The Card Counter

Directed by: Paul Schrader

Starring: Oscar Isaac, Tiffany Haddish, Tye Sheridan, Willem Dafoe

Rated R, 111 minutes

It’s still hard, 17 years after the images were first made public, to comprehend the torture of prisoners at the Abu Ghraib prison in Iraq. The images of abuse at the hands of American soldiers are gruesome and horrifying, illustrating with awful clarity a loss of humanity for both prisoners and guards. As investigations later revealed, the abuses at Abu Ghraib were the result of decisions, policies, a chain of command—soldiers who thought they were following orders. And while the soldiers who committed the acts of abuse were all punished in one form or another, the higher-ups who oversaw the American occupation of Iraq and the private contractors who took part in the “enhanced interrogations” largely avoided accountability.

Frustrating as it is to reckon with this shameful episode, “The Card Counter” argues that facing these sins is necessary. Paul Schrader, best known as the writer of gritty classics like “Taxi Driver” and “Raging Bull,” here makes the Abu Ghraib scandal a personal story of guilt and revenge. Following the gambler William Tell (Oscar Isaac, “Inside Llewyn Davis”) as he travels the east coast casino circuit cheating at low-stakes blackjack, “The Card Counter” shows the aftermath of a travesty like Abu Ghraib: traumatized loners, seeking refuge in monotony, always one bad break away from a meltdown.

William, played with frightening intensity by Oscar Isaac, is a former Abu Ghraib guard who took part in the abuses and served time in prison for it. Released and born again in the comforting tedium of blackjack tables, he counts cards to make just enough money to get by (“The house doesn’t mind players who count cards,” he explains, “what they don’t like are players who count cards and win big”). He moves from one cheap motel to another, keeping to himself, fastidiously covering all the furniture in his rooms with white sheets. This tenuous equilibrium is upset, however, by the arrival in his life of a flirtatious financial backer, La Linda (Tiffany Haddish, “Girls Trip”), who wants to put William up in big poker tournaments, and by a chance encounter with Cirk (Tye Sheridan, “Ready Player One”), the son of another Abu Ghraib guard, who asks William to help him get revenge against the security contractor John Gordo (Willem Dafoe, “The Lighthouse”), who went unpunished for his role in the scandal.

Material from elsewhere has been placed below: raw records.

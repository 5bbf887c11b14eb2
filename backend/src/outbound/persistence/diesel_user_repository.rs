//! PostgreSQL-backed `UserRepository` implementation using Diesel ORM.

use async_trait::async_trait;
use diesel::prelude::*;
use diesel_async::RunQueryDsl;

use crate::domain::ports::{NewUser, UserChanges, UserPage, UserPersistenceError, UserRepository};
use crate::domain::{PageRequest, PasswordHash, Role, User, UserId};

use super::diesel_basic_error_mapping::{
    is_unique_violation, map_basic_diesel_error, map_basic_pool_error,
};
use super::models::{NewUserRow, UserRow, UserUpdate};
use super::pool::{DbPool, PoolError};
use super::schema::users;

// Matches the `lower(email)` unique index.
diesel::define_sql_function! {
    fn lower(value: diesel::sql_types::Text) -> diesel::sql_types::Text;
}

/// Diesel-backed implementation of the [`UserRepository`] port.
#[derive(Clone)]
pub struct DieselUserRepository {
    pool: DbPool,
}

impl DieselUserRepository {
    /// Create a new repository with the given connection pool.
    pub fn new(pool: DbPool) -> Self {
        Self { pool }
    }
}

fn map_pool_error(error: PoolError) -> UserPersistenceError {
    map_basic_pool_error(error, |message| UserPersistenceError::connection(message))
}

fn map_diesel_error(error: diesel::result::Error) -> UserPersistenceError {
    map_basic_diesel_error(
        error,
        UserPersistenceError::query,
        UserPersistenceError::connection,
    )
}

/// Map a write failure, reporting email index violations as duplicates.
fn map_write_error(error: diesel::result::Error, email: Option<&str>) -> UserPersistenceError {
    match email {
        Some(email) if is_unique_violation(&error) => UserPersistenceError::duplicate_email(email),
        _ => map_diesel_error(error),
    }
}

fn row_to_user(row: UserRow) -> Result<User, UserPersistenceError> {
    let role = row.role.parse::<Role>().map_err(|err| {
        UserPersistenceError::query(format!("invalid role stored for {}: {err}", row.id))
    })?;
    Ok(User {
        id: UserId::from_uuid(row.id),
        name: row.name,
        email: row.email,
        role,
        email_verified_at: row.email_verified_at,
        password_hash: PasswordHash::new(row.password_hash),
        created_at: row.created_at,
        updated_at: row.updated_at,
    })
}

fn to_i64(value: u64, what: &str) -> Result<i64, UserPersistenceError> {
    i64::try_from(value).map_err(|_| UserPersistenceError::query(format!("{what} out of range")))
}

#[async_trait]
impl UserRepository for DieselUserRepository {
    async fn find_by_id(&self, id: &UserId) -> Result<Option<User>, UserPersistenceError> {
        let mut conn = self.pool.get().await.map_err(map_pool_error)?;
        users::table
            .find(*id.as_uuid())
            .select(UserRow::as_select())
            .first(&mut conn)
            .await
            .optional()
            .map_err(map_diesel_error)?
            .map(row_to_user)
            .transpose()
    }

    async fn find_by_email(&self, email: &str) -> Result<Option<User>, UserPersistenceError> {
        let mut conn = self.pool.get().await.map_err(map_pool_error)?;
        users::table
            .filter(lower(users::email).eq(lower(email)))
            .select(UserRow::as_select())
            .first(&mut conn)
            .await
            .optional()
            .map_err(map_diesel_error)?
            .map(row_to_user)
            .transpose()
    }

    async fn create(&self, user: NewUser) -> Result<User, UserPersistenceError> {
        let mut conn = self.pool.get().await.map_err(map_pool_error)?;
        let row = NewUserRow {
            id: *UserId::random().as_uuid(),
            name: &user.name,
            email: &user.email,
            role: user.role.as_str(),
            email_verified_at: user.email_verified_at,
            password_hash: user.password_hash.as_str(),
        };
        let stored = diesel::insert_into(users::table)
            .values(&row)
            .returning(UserRow::as_returning())
            .get_result(&mut conn)
            .await
            .map_err(|err| map_write_error(err, Some(&user.email)))?;
        row_to_user(stored)
    }

    async fn update(
        &self,
        id: &UserId,
        changes: UserChanges,
    ) -> Result<User, UserPersistenceError> {
        let update = UserUpdate {
            name: changes.name.as_deref(),
            email: changes.email.as_deref(),
            role: changes.role.map(Role::as_str),
            password_hash: changes.password_hash.as_ref().map(PasswordHash::as_str),
            email_verified_at: changes.clear_email_verification.then_some(None),
        };
        if update.is_empty() {
            return self
                .find_by_id(id)
                .await?
                .ok_or_else(|| UserPersistenceError::not_found(id.to_string()));
        }

        let mut conn = self.pool.get().await.map_err(map_pool_error)?;
        diesel::update(users::table.find(*id.as_uuid()))
            .set(&update)
            .returning(UserRow::as_returning())
            .get_result(&mut conn)
            .await
            .optional()
            .map_err(|err| map_write_error(err, changes.email.as_deref()))?
            .map(row_to_user)
            .transpose()?
            .ok_or_else(|| UserPersistenceError::not_found(id.to_string()))
    }

    async fn delete(&self, id: &UserId) -> Result<(), UserPersistenceError> {
        let mut conn = self.pool.get().await.map_err(map_pool_error)?;
        let deleted = diesel::delete(users::table.find(*id.as_uuid()))
            .execute(&mut conn)
            .await
            .map_err(map_diesel_error)?;
        if deleted == 0 {
            return Err(UserPersistenceError::not_found(id.to_string()));
        }
        Ok(())
    }

    async fn list(&self, request: PageRequest) -> Result<UserPage, UserPersistenceError> {
        let mut conn = self.pool.get().await.map_err(map_pool_error)?;
        let total: i64 = users::table
            .count()
            .get_result(&mut conn)
            .await
            .map_err(map_diesel_error)?;
        let rows: Vec<UserRow> = users::table
            .order((users::created_at.desc(), users::id.desc()))
            .limit(i64::from(request.per_page()))
            .offset(to_i64(request.offset(), "page offset")?)
            .select(UserRow::as_select())
            .load(&mut conn)
            .await
            .map_err(map_diesel_error)?;

        let users = rows
            .into_iter()
            .map(row_to_user)
            .collect::<Result<Vec<_>, _>>()?;
        Ok(UserPage {
            users,
            request,
            total: u64::try_from(total).unwrap_or_default(),
        })
    }
}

Like its nomadic protagonist, “The Card Counter” tells its story in scenes that feel unmoored, taking their time to reveal a larger narrative arc. William takes Cirk under his wing, hoping to dissuade him from seeking revenge against Gordo, but even as he makes the case for letting go of the past, he keeps tabs on Gordo privately. He flirts with La Linda, but keeps her at arm’s length, never disclosing his past to her. The movie’s score is fragmented to match, a persistent and choppy synthesizer theme suggesting a melody that’s been pulled apart.

The effect is often hypnotic. In one of the best performances of his career, Oscar Isaac lends William Tell a brooding, calculated anger that burns slowly throughout the film; we know he’ll inevitably snap, but the suspense of not knowing when or how keeps us uneasy. In the movie’s most intense scene, he offers Cirk $150,000 in cash to drop the vengeance scheme against Gordo. But as William snaps blue latex gloves onto his hands and stares unflinching into Cirk’s eyes, we understand that this “offer” is no such thing. He may have left Abu Ghraib, but Abu Ghraib has never left him.

Imperfect though his film may be—its clumsy dialogue, the thick atmosphere of dread squandered on a climax that underwhelms to the point of comedy—Paul Schrader leaves us feeling the dissatisfaction of an injustice left unresolved. Like last year’s “The Mauritanian” did with Guantánamo Bay, “The Card Counter” shows how a failure to reckon with the past can only lead to more suffering; for William and Cirk, who dissociate to cope with their pain, the frustration of constant repression drives them to their respective fates. That their story shows us how easily the mind is corrupted—by violence, by vengeance, by gambling—is nothing new. Their tragedy is that knowing this doesn’t stop them from marching toward their ruination, like soldiers in a losing battle.